There was the promise of just that in his voice, an execution the elite would ignore.
"Okay. Okay."
By the sound of their footsteps, the men retreated.
Cargo cars gave way to passenger cars. Her captor stopped her at the last one and forced her up three metal stairs and onto the balcony at the back of the car.
Unlocking and opening the door, he pushed her in, the light from the gas lamps outside illuminating the luxury of Stefan's private car.
Hatred swept through Eliana at remembering the last time she'd been in this car, with the so called procurers who'd escorted her to New San Jose.
Her captor jerked her forward and stopped in front of a fanned partition opened to reveal a toilet, sink and tub. "Use the shitter now or hold it until the boss shows up in the morning. What's it going to be?"
Hope flared, that the medicine cabinet contained scissors or an emergency kit with a scalpel. But she'd say yes just to relive the pressure on her shoulders from having her hands behind her back.

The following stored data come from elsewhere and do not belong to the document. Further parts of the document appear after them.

fn no_kwargs(op: Operation, kwargs: &Kwargs) -> Exec<()> {
    if kwargs.is_empty() {
        Ok(())
    } else {
        Err(fault(
            FaultKind::TypeError,
            format!("{}() takes no keyword arguments", op.name()),
        ))
    }
}

fn exactly_one(op: Operation, mut args: Vec<Value>) -> Exec<Value> {
    if args.len() != 1 {
        return Err(fault(
            FaultKind::TypeError,
            format!("{}() takes exactly one argument ({} given)", op.name(), args.len()),
        ));
    }
    Ok(args.remove(0))
}

fn at_most_one(op: Operation, mut args: Vec<Value>) -> Exec<Option<Value>> {
    match args.len() {
        0 => Ok(None),
        1 => Ok(Some(args.remove(0))),
        n => Err(fault(
            FaultKind::TypeError,
            format!("{}() takes at most 1 argument ({} given)", op.name(), n),
        )),
    }
}

fn integer_arg(value: &Value) -> Exec<i64> {
    value.as_int().ok_or_else(|| {
        fault(
            FaultKind::TypeError,
            format!("'{}' object cannot be interpreted as an integer", value.type_name()),
        )
    })
}

fn text_kwarg(kwargs: &mut Kwargs, name: &str, default: &str) -> Exec<String> {
    match take_kwarg(kwargs, name) {
        None | Some(Value::None) => Ok(default.to_string()),
        Some(Value::Str(s)) => Ok(s.as_str().to_string()),
        Some(other) => Err(fault(
            FaultKind::TypeError,
            format!("{} must be None or a string, not {}", name, other.type_name()),
        )),
    }
}

fn print(interp: &mut Interpreter, args: Vec<Value>, kwargs: &mut Kwargs) -> Exec<Value> {
    let sep = text_kwarg(kwargs, "sep", " ")?;
    let end = text_kwarg(kwargs, "end", "\n")?;
    if let Some((name, _)) = kwargs.first() {
        return Err(fault(
            FaultKind::TypeError,
            format!("'{}' is an invalid keyword argument for print()", name),
        ));
    }

    // Rendering may stop up to one character short of its limit, so the
    // margin keeps any cut past what still fits visible to the capture.
    let limit = interp.output().remaining().saturating_add(MAX_CHAR_BYTES);
    let mut text = String::new();
    for (i, arg) in args.iter().enumerate() {
        if text.len() >= limit {
            break;
        }
        if i > 0 {
            text.push_str(&sep);
        }
        arg.write_str(&mut text, limit);
    }
    if text.len() < limit {
        text.push_str(&end);
    }
    interp.output().write(&text);
    Ok(Value::None)
}

fn range(args: Vec<Value>) -> Exec<Value> {
    let ints = args.iter().map(integer_arg).collect::<Exec<Vec<i64>>>()?;
    let (start, stop, step) = match ints.as_slice() {
        [stop] => (0, *stop, 1),
        [start, stop] => (*start, *stop, 1),
        [start, stop, step] => (*start, *stop, *step),
        [] => {
            return Err(fault(
                FaultKind::TypeError,
                "range expected at least 1 argument, got 0",
            ))
        }
        more => {
            return Err(fault(
                FaultKind::TypeError,
                format!("range expected at most 3 arguments, got {}", more.len()),
            ))
        }
    };
    if step == 0 {
        return Err(fault(FaultKind::ValueError, "range() arg 3 must not be zero"));
    }
    Ok(Value::Range(RangeValue { start, stop, step }))
}

fn len(value: Value) -> Exec<Value> {
    let n = match &value {
        Value::Str(s) => s.as_str().chars().count() as u64,
        Value::List(l) => l.len() as u64,
        Value::Range(r) => r.len(),
        other => {
            return Err(fault(
                FaultKind::TypeError,
                format!("object of type '{}' has no len()", other.type_name()),
            ))
        }
    };
    i64::try_from(n)
        .map(Value::Int)
        .map_err(|_| fault(FaultKind::OverflowError, "integer overflow"))
}

fn extreme(
    interp: &mut Interpreter,
    op: Operation,
    args: Vec<Value>,
    kwargs: &mut Kwargs,
    wanted: Ordering,
) -> Exec<Value> {
    let default = take_kwarg(kwargs, "default");
    if let Some((name, _)) = kwargs.first() {
        return Err(fault(
            FaultKind::TypeError,
            format!("'{}' is an invalid keyword argument for {}()", name, op.name()),
        ));
    }

    let candidates = match args.len() {
        0 => {
            return Err(fault(
                FaultKind::TypeError,
                format!("{} expected at least 1 argument, got 0", op.name()),
            ))
        }
        1 => interp.collect_items(&args[0])?,
        _ if default.is_some() => {
            return Err(fault(
                FaultKind::TypeError,
                format!(
                    "Cannot specify a default for {}() with multiple positional arguments",
                    op.name()
                ),
            ))
        }
        _ => args,
    };

    let symbol = if wanted == Ordering::Less { "<" } else { ">" };
    let mut best: Option<Value> = None;
    for item in candidates {
        interp.tick()?;
        best = match best {
            None => Some(item),
            Some(current) => {
                if compare(&item, &current, symbol, &mut || interp.tick())? == Some(wanted) {
                    Some(item)
                } else {
                    Some(current)
                }
            }
        };
    }

    match (best, default) {
        (Some(value), _) => Ok(value),
        (None, Some(default)) => Ok(default),
        (None, None) => Err(fault(
            FaultKind::ValueError,
            format!("{}() arg is an empty sequence", op.name()),
        )),
    }
}

fn sum(interp: &mut Interpreter, mut args: Vec<Value>, kwargs: &mut Kwargs) -> Exec<Value> {
    let keyword_start = take_kwarg(kwargs, "start");
    if args.is_empty() || args.len() > 2 || (args.len() == 2 && keyword_start.is_some()) {
        return Err(fault(
            FaultKind::TypeError,
            format!("sum() takes at most 2 arguments ({} given)", args.len()),
        ));
    }
    let start = if args.len() == 2 { args.pop() } else { keyword_start };
    let mut total = start.unwrap_or(Value::Int(0));
    if matches!(total, Value::Str(_)) {
        return Err(fault(
            FaultKind::TypeError,
            "sum() can't sum strings [use ''.join(seq) instead]",
        ));
    }

    let iterable = args.remove(0);
    interp.for_each_item(&iterable, |interp, item| {
        total = interp.binary_op(BinaryOp::Add, &total, &item)?;
        Ok(true)
    })?;
    Ok(total)
}

fn abs(value: Value) -> Exec<Value> {
    match value.as_number() {
        Some(Number::Int(i)) => i
            .checked_abs()
            .map(Value::Int)
            .ok_or_else(|| fault(FaultKind::OverflowError, "integer overflow")),
        Some(Number::Float(f)) => Ok(Value::Float(f.abs())),
        None => Err(fault(
            FaultKind::TypeError,
            format!("bad operand type for abs(): '{}'", value.type_name()),
        )),
    }
}

/// Float to int the way `int()` and `round()` do it
fn float_to_int(f: f64) -> Exec<i64> {
    if f.is_nan() {
        return Err(fault(FaultKind::ValueError, "cannot convert float NaN to integer"));
    }
    if f.is_infinite() {
        return Err(fault(
            FaultKind::OverflowError,
            "cannot convert float infinity to integer",
        ));
    }
    // 2^63 is exactly representable; anything at or past it does not fit.
    if f >= 9_223_372_036_854_775_808.0 || f < -9_223_372_036_854_775_808.0 {
        return Err(fault(FaultKind::OverflowError, "integer overflow"));
    }
    Ok(f as i64)
}

fn round(args: Vec<Value>) -> Exec<Value> {
    let (value, ndigits) = match args.len() {
        1 => (&args[0], None),
        2 => (&args[0], if matches!(args[1], Value::None) { None } else { Some(integer_arg(&args[1])?) }),
        n => {
            return Err(fault(
                FaultKind::TypeError,
                format!("round() takes at most 2 arguments ({} given)", n),
            ))
        }
    };

    match (value.as_number(), ndigits) {
        (Some(Number::Float(f)), None) => Ok(Value::Int(float_to_int(f.round_ties_even())?)),
        (Some(Number::Float(f)), Some(n)) => Ok(Value::Float(round_float(f, n))),
        (Some(Number::Int(i)), None) => Ok(Value::Int(i)),
        (Some(Number::Int(i)), Some(n)) => round_int(i, n).map(Value::Int),
        (None, _) => Err(fault(
            FaultKind::TypeError,
            format!("type {} doesn't define __round__ method", value.type_name()),
        )),
    }
}

fn round_float(f: f64, ndigits: i64) -> f64 {
    if !f.is_finite() || ndigits > 308 {
        return f;
    }
    if ndigits < -308 {
        return 0.0f64.copysign(f);
    }
    let scale = 10f64.powi(ndigits as i32);
    let scaled = f * scale;
    if !scaled.is_finite() {
        return f;
    }
    scaled.round_ties_even() / scale
}

fn round_int(value: i64, ndigits: i64) -> Exec<i64> {
    if ndigits >= 0 {
        return Ok(value);
    }
    if ndigits < -18 {
        return Ok(0);
    }
    let p = 10i64.pow((-ndigits) as u32);
    let q = value.div_euclid(p);
    let r = value.rem_euclid(p);
    let q = match (2 * r as i128).cmp(&(p as i128)) {
        Ordering::Greater => q + 1,
        Ordering::Equal if q % 2 != 0 => q + 1,
        _ => q,
    };
    q.checked_mul(p)
        .ok_or_else(|| fault(FaultKind::OverflowError, "integer overflow"))
}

"I'd like to use the bathroom."
He spun her to face him, dropped his hands to the front of her jeans.
She jerked backward.
He sneered but his eyes dilated and color streaked across his cheekbones. "You couldn't pay me to put my dick in the same whore a warlord has used. The boss probably had to buy pills so he'll be able to get it up and keep it up from here to New Salt Lake."